Why is a focus on weight so normalised in our society?

Not to mention the ‘thin ideal’ and immense pressure on body image and appearance in today’s society, an added layer to the normalisation of weight-focus is that ‘health’ has been widely attributed to someone’s body weight, shape and size and there is a common notion that weight is the problem when it comes to resolving health issues. As a society, we are bombarded with this oversimplified message which can lead to a societal drive to change our body weight, shape or size. Non-diet research has proven that this message of ‘weight = health’ fails to acknowledge the factors that truly impact someone’s health, including diet quality, fitness and activity levels, genetics, medical conditions, stress and mental health or socioeconomic status (a person’s level of income, education and occupation status).

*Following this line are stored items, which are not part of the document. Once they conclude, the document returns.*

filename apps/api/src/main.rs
mod config;
mod db;
mod errors;
mod llm_client;
mod models;
mod routes;
mod screening;
mod state;
mod store;

use anyhow::{Context, Result};
use axum::http::{HeaderValue, Method};
use std::net::SocketAddr;
use tower_http::{
    cors::{Any, CorsLayer},
    trace::TraceLayer,
};
use tracing::{info, warn};
use tracing_subscriber::{layer::SubscriberExt, util::SubscriberInitExt, EnvFilter};

use std::sync::Arc;

use crate::config::{Config, StoreBackend};
use crate::db::create_pool;
use crate::llm_client::LlmClient;
use crate::routes::build_router;
use crate::screening::engine::{ConversationEngine, EnginePolicy};
use crate::screening::question_generator::{LlmQuestionSource, QuestionGenerator};
use crate::screening::service::ScreeningService;
use crate::state::AppState;
use crate::store::{MemorySessionStore, PgSessionStore, RedisSessionStore, SessionStore};

#[tokio::main]
async fn main() -> Result<()> {
    // Load configuration first (fails on missing required env vars)
    let config = Config::from_env()?;

    // Initialize structured logging
    tracing_subscriber::registry()
        .with(EnvFilter::try_from_default_env().unwrap_or_else(|_| {
            EnvFilter::new(format!("{}={}", env!("CARGO_CRATE_NAME"), &config.rust_log))
        }))
        .with(tracing_subscriber::fmt::layer())
        .init();

    info!("Starting Screening API v{}", env!("CARGO_PKG_VERSION"));

    info!("Initializing {} session store", config.store_backend.name());
    let store = build_store(&config.store_backend).await?;
    info!("Session store ready (backend: {})", store.backend());

    let questions = build_question_chain(&config)?;
    info!(
        "Question chain: {:?} -> question_bank (timeout {}s)",
        questions.source_names(),
        config.generation_timeout.as_secs()
    );

    let engine = ConversationEngine::new(
        Arc::new(questions),
        EnginePolicy {
            require_meaningful_answers: config.require_meaningful_answers,
        },
    );

    let state = AppState {
        screening: Arc::new(ScreeningService::new(store, engine)),
    };

    let app = build_router(state)
        .layer(TraceLayer::new_for_http())
        .layer(build_cors(&config.cors_origins)?);

    let addr: SocketAddr = format!("0.0.0.0:{}", config.port).parse()?;
    info!("Listening on {addr}");

    let listener = tokio::net::TcpListener::bind(addr).await?;
    axum::serve(listener, app).await?;

    Ok(())
}

async fn build_store(backend: &StoreBackend) -> Result<Arc<dyn SessionStore>> {
    let store: Arc<dyn SessionStore> = match backend {
        StoreBackend::Postgres { database_url } => {
            Arc::new(PgSessionStore::new(create_pool(database_url).await?))
        }
        StoreBackend::Redis { redis_url } => {
            let client = redis::Client::open(redis_url.as_str())?;
            Arc::new(RedisSessionStore::connect(&client).await?)
        }
        StoreBackend::Memory => {
            warn!("Using in-memory session store; sessions are lost on restart");
            Arc::new(MemorySessionStore::new())
        }
    };
    Ok(store)
}

/// LLM source first when a key is configured; the bank always closes the chain.
fn build_question_chain(config: &Config) -> Result<QuestionGenerator> {
    let chain = QuestionGenerator::bank_only(config.generation_timeout);

    let Some(api_key) = config.anthropic_api_key.clone() else {
        warn!("ANTHROPIC_API_KEY not set; interview questions will come from the static bank");
        return Ok(chain);
    };

    let llm = LlmClient::new(api_key).context("failed to build LLM HTTP client")?;
    info!(
        "LLM client initialized (model: {}, strategy: {:?})",
        llm_client::MODEL,
        config.question_strategy
    );

    Ok(chain.with_source(Arc::new(LlmQuestionSource::new(
        Arc::new(llm),
        config.question_strategy,
    ))))
}

fn build_cors(origins: &[String]) -> Result<CorsLayer> {
    let layer = CorsLayer::new()
        .allow_methods([Method::GET, Method::POST, Method::OPTIONS])
        .allow_headers(Any);

    if origins.is_empty() {
        return Ok(layer.allow_origin(Any));
    }

    let origins = origins
        .iter()
        .map(|o| {
            HeaderValue::from_str(o).with_context(|| format!("invalid CORS origin '{o}'"))
        })
        .collect::<Result<Vec<_>>>()?;
    Ok(layer.allow_origin(origins))
}
// LLM prompt templates for interview question generation.
// Reuses cross-cutting fragments from llm_client::prompts.

use crate::llm_client::prompts::{INTERVIEWER_PERSONA, PLAIN_TEXT_ONLY};

/// Batched generation system prompt body. Combined with the shared fragments by `batch_system`.
const BATCH_SYSTEM_BODY: &str = "Your task is to generate relevant technical questions based on \
    the candidate's tech stack. Generate exactly 4 questions that test practical knowledge and \
    problem-solving skills. Questions should range from intermediate to advanced level. \
    Format your response as a numbered list with clear, concise questions. \
    Focus on real-world scenarios and best practices.";

/// Batched prompt template. Replace `{tech_list}` before sending.
pub const BATCH_PROMPT_TEMPLATE: &str = "Generate 4 technical interview questions for a candidate proficient in: {tech_list}

Include:
1. One conceptual question about core principles
2. One practical coding/implementation question
3. One question about best practices or design patterns
4. One problem-solving scenario question

Format each question clearly and make them specific to the technologies mentioned.";

/// Per-technology system prompt template. Replace `{tech}` before sending.
const PER_TECH_SYSTEM_TEMPLATE: &str = "You specialize in {tech}. \
    Create one thoughtful, practical interview question that assesses real-world knowledge.";

/// Per-technology prompt template. Replace `{tech}` before sending.
pub const PER_TECH_PROMPT_TEMPLATE: &str = "Generate exactly ONE technical interview question specifically about {tech}.

Requirements:
- Question must be specific to {tech}, not generic programming
- Should assess practical knowledge and real-world application
- Clear and unambiguous
- Intermediate to advanced difficulty
- 2-3 sentences maximum
- Focus on concepts, best practices, or problem-solving

Provide ONLY the question text, no formatting or prefixes.";

pub fn batch_system() -> String {
    format!("{INTERVIEWER_PERSONA} {BATCH_SYSTEM_BODY}")
}

pub fn batch_prompt(tech_list: &str) -> String {
    BATCH_PROMPT_TEMPLATE.replace("{tech_list}", tech_list)
}

pub fn per_tech_system(tech: &str) -> String {
    format!(
        "{INTERVIEWER_PERSONA} {} {PLAIN_TEXT_ONLY}",
        PER_TECH_SYSTEM_TEMPLATE.replace("{tech}", tech)
    )
}

pub fn per_tech_prompt(tech: &str) -> String {
    PER_TECH_PROMPT_TEMPLATE.replace("{tech}", tech)
}
use async_trait::async_trait;
use redis::aio::MultiplexedConnection;
use redis::AsyncCommands;
use tracing::{info, warn};
use uuid::Uuid;

use super::{decode_state, is_listable, newest_first, SessionStore, StoreError};
use crate::screening::models::ConversationState;

const SESSION_KEY_PREFIX: &str = "screening:session:";
/// Set of every session id ever written.
const SESSION_INDEX_KEY: &str = "screening:sessions";
/// Sorted set of listable session ids, scored by `updated_at` in milliseconds.
const COMPLETED_INDEX_KEY: &str = "screening:completed";

fn session_key(id: Uuid) -> String {
    format!("{SESSION_KEY_PREFIX}{id}")
}

/// Score for the completed index, or `None` if the state should not be listed.
fn completed_score(state: &ConversationState) -> Option<f64> {
    is_listable(state).then(|| state.updated_at.timestamp_millis() as f64)
}

/// Redis-backed store: one JSON string per session plus id indexes.
#[derive(Clone)]
pub struct RedisSessionStore {
    conn: MultiplexedConnection,
}

impl RedisSessionStore {
    pub async fn connect(client: &redis::Client) -> Result<Self, StoreError> {
        let conn = client.get_multiplexed_async_connection().await?;
        info!("Redis connection established");
        Ok(Self { conn })
    }
}

#[async_trait]
impl SessionStore for RedisSessionStore {
    fn backend(&self) -> &'static str {
        "redis"
    }

    async fn get(&self, id: Uuid) -> Result<Option<ConversationState>, StoreError> {
        let mut conn = self.conn.clone();
        let raw: Option<String> = conn.get(session_key(id)).await?;
        raw.map(|raw| decode_state(id, &raw)).transpose()
    }

    async fn put(&self, state: &ConversationState) -> Result<(), StoreError> {
        let document = serde_json::to_string(state)?;
        let member = state.id.to_string();
        let mut conn = self.conn.clone();

        let mut pipe = redis::pipe();
        pipe.atomic()
            .set(session_key(state.id), document)
            .ignore()
            .sadd(SESSION_INDEX_KEY, &member)
            .ignore();
        match completed_score(state) {
            Some(score) => pipe.zadd(COMPLETED_INDEX_KEY, &member, score).ignore(),
            None => pipe.zrem(COMPLETED_INDEX_KEY, &member).ignore(),
        };

        let _: () = pipe.query_async(&mut conn).await?;
        Ok(())
    }

    async fn completed_profiles(
        &self,
        limit: usize,
    ) -> Result<Vec<ConversationState>, StoreError> {
        if limit == 0 {
            return Ok(Vec::new());
        }
        let mut conn = self.conn.clone();
        let stop = isize::try_from(limit).unwrap_or(isize::MAX) - 1;
        let members: Vec<String> = conn.zrevrange(COMPLETED_INDEX_KEY, 0, stop).await?;

        let ids: Vec<Uuid> = members
            .iter()
            .filter_map(|raw| match Uuid::parse_str(raw) {
                Ok(id) => Some(id),
                Err(_) => {
                    warn!("Ignoring malformed id '{raw}' in {COMPLETED_INDEX_KEY}");
                    None
                }
            })
            .collect();
        if ids.is_empty() {
            return Ok(Vec::new());
        }

        // Explicit MGET so a single key still comes back as an array reply.
        let keys: Vec<String> = ids.iter().map(|id| session_key(*id)).collect();
        let raws: Vec<Option<String>> = redis::cmd("MGET")
            .arg(&keys)
            .query_async(&mut conn)
            .await?;

        let mut completed = Vec::with_capacity(ids.len());
        for (id, raw) in ids.into_iter().zip(raws) {
            let Some(raw) = raw else { continue };
            match decode_state(id, &raw) {
                Ok(state) if is_listable(&state) => completed.push(state),
                Ok(_) => {}
                Err(e) => warn!("Skipping unreadable session in listing: {e}"),
            }
        }

        Ok(newest_first(completed, limit))
    }
}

Many people are shocked to hear that when we look at the evidence properly – we are unable to show that the cause of health concerns is directly related to weight status. In fact, research highlights that the cause of health concerns are more likely driven by the non-weight related factors like diet quality, smoking, sleep, fitness levels and so on. Some of these factors may be in our control and others are not. Evidently, when studies properly account for these factors – the risk of disease due to weight alone disappears or is significantly reduced.

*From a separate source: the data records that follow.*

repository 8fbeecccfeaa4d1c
//! Interview question generation with an explicit fallback chain.
//!
//! `QuestionGenerator` walks an ordered list of `QuestionSource`s, giving each
//! one a bounded amount of time. The first source that yields enough questions
//! wins; if none does, the static `QuestionBank` answers. Generation problems
//! are logged and never reach the candidate.

use std::str::FromStr;
use std::sync::{Arc, OnceLock};
use std::time::Duration;

use async_trait::async_trait;
use regex::Regex;
use thiserror::Error;
use tracing::{info, warn};

use crate::llm_client::{LlmError, TextGenerator};
use crate::screening::models::InterviewQuestion;
use crate::screening::prompts::{batch_prompt, batch_system, per_tech_prompt, per_tech_system};
use crate::screening::question_bank::QuestionBank;

/// Fewer usable questions than this counts as a failed generation.
pub const MIN_QUESTIONS: usize = 3;
/// Questions kept from a successful generation.
pub const TARGET_QUESTIONS: usize = 4;
/// Technologies included in a batched prompt.
const BATCH_TECH_LIMIT: usize = 5;

#[derive(Debug, Error)]
pub enum GenerationError {
    #[error("text generation failed: {0}")]
    Llm(#[from] LlmError),

    #[error("only {found} usable questions, need at least 3")]
    TooFewQuestions { found: usize },
}

/// How the remote source asks for questions.
#[derive(Debug, Clone, Copy, Default, PartialEq, Eq)]
pub enum QuestionStrategy {
    /// One call returning a numbered list for the whole stack.
    #[default]
    Batched,
    /// One call per technology, one question each.
    PerTech,
}

impl FromStr for QuestionStrategy {
    type Err = String;

    fn from_str(s: &str) -> Result<Self, Self::Err> {
        match s.trim().to_ascii_lowercase().as_str() {
            "batched" | "batch" => Ok(Self::Batched),
            "per_tech" | "per-tech" | "pertech" => Ok(Self::PerTech),
            other => Err(format!(
                "unknown question strategy '{other}' (expected 'batched' or 'per_tech')"
            )),
        }
    }
}
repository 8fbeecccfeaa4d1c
pub mod session;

So, what does this tell us?

That health status is due to many contributing factors and not just weight status alone. Studies in the non-diet area have shown very promising results for the non-diet approach leading to improved biochemical markers (e.g. cholesterol), quality of life, psychological outcomes and reduced weight-cycling.

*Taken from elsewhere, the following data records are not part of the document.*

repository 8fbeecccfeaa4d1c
//! Bot-side copy for every step of the screening conversation.

use crate::screening::models::{CandidateProfile, InterviewQuestion, Message, RenderHint, Step};
use crate::screening::validation::{EXPERIENCE_BUCKETS, POSITION_OPTIONS, TECH_STACK_OPTIONS};

pub fn greeting() -> Message {
    Message::bot(
        "Hello! 👋 Welcome to TalentScout's AI Screening Assistant.\n\n\
         I'm here to help gather some information about your background and assess your \
         technical skills for potential opportunities. This conversation will take about \
         5-10 minutes.\n\n\
         Let's get started! What is your full name?",
    )
}

pub fn closing() -> Message {
    Message::bot(
        "Thank you for your time! We appreciate your interest in joining our team. \
         Have a great day! 👋",
    )
}

/// Sent when the candidate replies to the summary.
pub fn farewell() -> Message {
    Message::bot(
        "Thank you for sharing! Our recruitment team has all the information they need. \
         We'll be in touch within 3-5 business days. Have a great day! 🎉👋",
    )
}

pub fn already_ended() -> Message {
    Message::bot(
        "This screening has already been completed. Please start a new session if you'd \
         like to go through it again.",
    )
}

fn experience_choices() -> Vec<&'static str> {
    EXPERIENCE_BUCKETS.iter().map(|(label, _)| *label).collect()
}

/// The prompt shown when a step is entered.
///
/// `Questions` has no generic prompt; the engine emits the intro and first
/// question itself once the list exists.
pub fn step_prompt(step: Step, profile: &CandidateProfile) -> Option<Message> {
    let message = match step {
        Step::Greeting => greeting(),
        Step::Name => Message::bot("What is your full name?"),
        Step::Email => Message::bot(format!(
            "Nice to meet you, {}! 🎉\n\nWhat is your email address?",
            profile.full_name.as_deref().unwrap_or("there")
        )),
        Step::Phone => Message::bot("Great! What is your phone number?"),
        Step::Experience => Message::bot_with_choices(
            "How many years of professional experience do you have?",
            RenderHint::Choice,
            &experience_choices(),
        ),
        Step::Position => Message::bot_with_choices(
            "What position(s) are you interested in? You can select multiple, separated by commas.",
            RenderHint::Choice,
            POSITION_OPTIONS,
        ),
        Step::Location => Message::bot("Where are you currently located? (City, Country)"),
        Step::TechStack => Message::bot_with_choices(
            "Now, let's talk about your technical skills! 💻\n\n\
             Please select all the technologies you're proficient in (comma-separated):",
            RenderHint::Checklist,
            TECH_STACK_OPTIONS,
        ),
        Step::Questions => return None,
        Step::Summary => summary(profile, 0),
        Step::Ended => closing(),
    };
    Some(message)
}

/// Advisory shown when input fails a step's validation. The step does not change.
pub fn reprompt(step: Step) -> Message {
    match step {
        Step::Name => Message::bot("Please provide your full name (at least 2 characters)."),
        Step::Email => Message::bot(
            "That doesn't look like a valid email address. Please enter a valid email \
             (e.g., name@example.com).",
        ),
        Step::Phone => Message::bot("Please enter a valid phone number (at least 10 digits)."),
        Step::Position => Message::bot_with_choices(
            "Please select at least one position from the options or enter your desired role.",
            RenderHint::Choice,
            POSITION_OPTIONS,
        ),
        Step::Location => Message::bot("Please provide your current location (City, Country)."),
        Step::TechStack => Message::bot_with_choices(
            "Please select at least one technology from your skill set.",
            RenderHint::Checklist,
            TECH_STACK_OPTIONS,
        ),
        other => Message::bot(format!("Sorry, I didn't catch that. ({other})")),
    }
}

pub fn questions_intro(total: usize) -> Message {
    Message::bot(format!(
        "Excellent! Now let's assess your technical knowledge. I'll ask you {total} questions \
         based on your tech stack. Take your time to answer each one. 📝"
    ))
}

/// "Question i/total" framing, 1-indexed.
pub fn question(index: usize, total: usize, question: &InterviewQuestion) -> Message {
    Message::bot_question(format!(
        "**Question {}/{}** (Related to: {})\n\n{}",
        index + 1,
        total,
        question.technology,
        question.text
    ))
}

pub fn reask(advice: &str, question: &InterviewQuestion) -> Message {
    Message::bot_question(format!(
        "⚠️ {advice}\n\nLet me ask you again:\n\n{}",
        question.text
    ))
}

pub fn summary(profile: &CandidateProfile, answered: usize) -> Message {
    let unset = "-".to_string();
    let join = |list: &Option<Vec<String>>| {
        list.as_ref()
            .map(|items| items.join(", "))
            .unwrap_or_else(|| unset.clone())
    };
    let years = profile
        .years_of_experience
        .map(|y| y.to_string())
        .unwrap_or_else(|| unset.clone());

    Message::bot(format!(
        "Thank you for completing the screening, {name}! 🎉\n\n\
         Here's a summary of the information you provided:\n\n\
         📧 **Email:** {email}\n\
         📱 **Phone:** {phone}\n\
         💼 **Experience:** {years} years\n\
         🎯 **Desired Position(s):** {positions}\n\
         📍 **Location:** {location}\n\
         🛠️ **Tech Stack:** {stack}\n\n\
         **Technical Assessment:** You answered {answered} technical questions.\n\n\
         Our recruitment team will review your profile and technical responses. \
         We'll be in touch within 3-5 business days.\n\n\
         Is there anything else you'd like to share or any questions you have for us?",
        name = profile.full_name.as_deref().unwrap_or("candidate"),
        email = profile.email.as_deref().unwrap_or(&unset),
        phone = profile.phone.as_deref().unwrap_or(&unset),
        positions = join(&profile.desired_positions),
        location = profile.current_location.as_deref().unwrap_or(&unset),
        stack = join(&profile.tech_stack),
    ))
}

Why would we want to veer away from traditional weight-focused approaches?

  • Because diets don’t work. Research shows that 95-98% of people who lose weight through dieting will regain the weight at the same level or higher than their original weight within 2 – 5 years. Dieting can lead to a reduced awareness of internal body cues, increased dissatisfaction with body/appearance and repeated cycles of yo-yo dieting leading to negative health consequences including but not limited to: weight cycling, inadequate nutrient and energy intake, resulting in metabolic and hormonal dysregulation, nutrient deficiencies and decreased self-confidence and self-worth.
  • Dieting behaviours are the biggest risk factor for the onset of an eating disorder (and, disordered eating). Diets often involve restriction of food intake beyond physiological needs, causing malnutrition, undernutrition or starvation which can lead into patterns of binge eating or other serious disordered eating behaviours.
  • Weight cycling or ‘yo-yo’ dieting can be dangerous to our health. Research has discovered that repeated cycles of weight loss followed by regain may be more detrimental to our health risk then body size alone, as weight cycling has shown to increase the risk of diabetes, High blood pressure, high cholesterol and heart disease.
  • Weight-focused treatments contribute toward weight stigma. Weight stigma involves social devaluation of people because of their weight and size. A common example is labelling someone as ‘unhealthy’ purely based on their body appearance. Weight stigma can be internalised by individuals, meaning the individual also feels that way themselves. This leads to feelings of guilt, shame, body dissatisfaction and low self-worth leading to decreased likelihood of adopting health- behaviours. Weight stigma can also be experienced externally by people in larger bodies, for example not being offered the same level of medical care, inaccessible medical equipment, non-inclusive movement classes, spaces and clothing (just to name a few). Weight stigma has been shown to increase the risk of negative health outcomes including metabolic syndrome, diabetes, high cholesterol and eating disorders.

Alternatively, Non-diet treatment promotes self-care, body acceptance and non-judgemental approaches which has shown to be more empowering and lead to longer-term maintenance of health behaviours.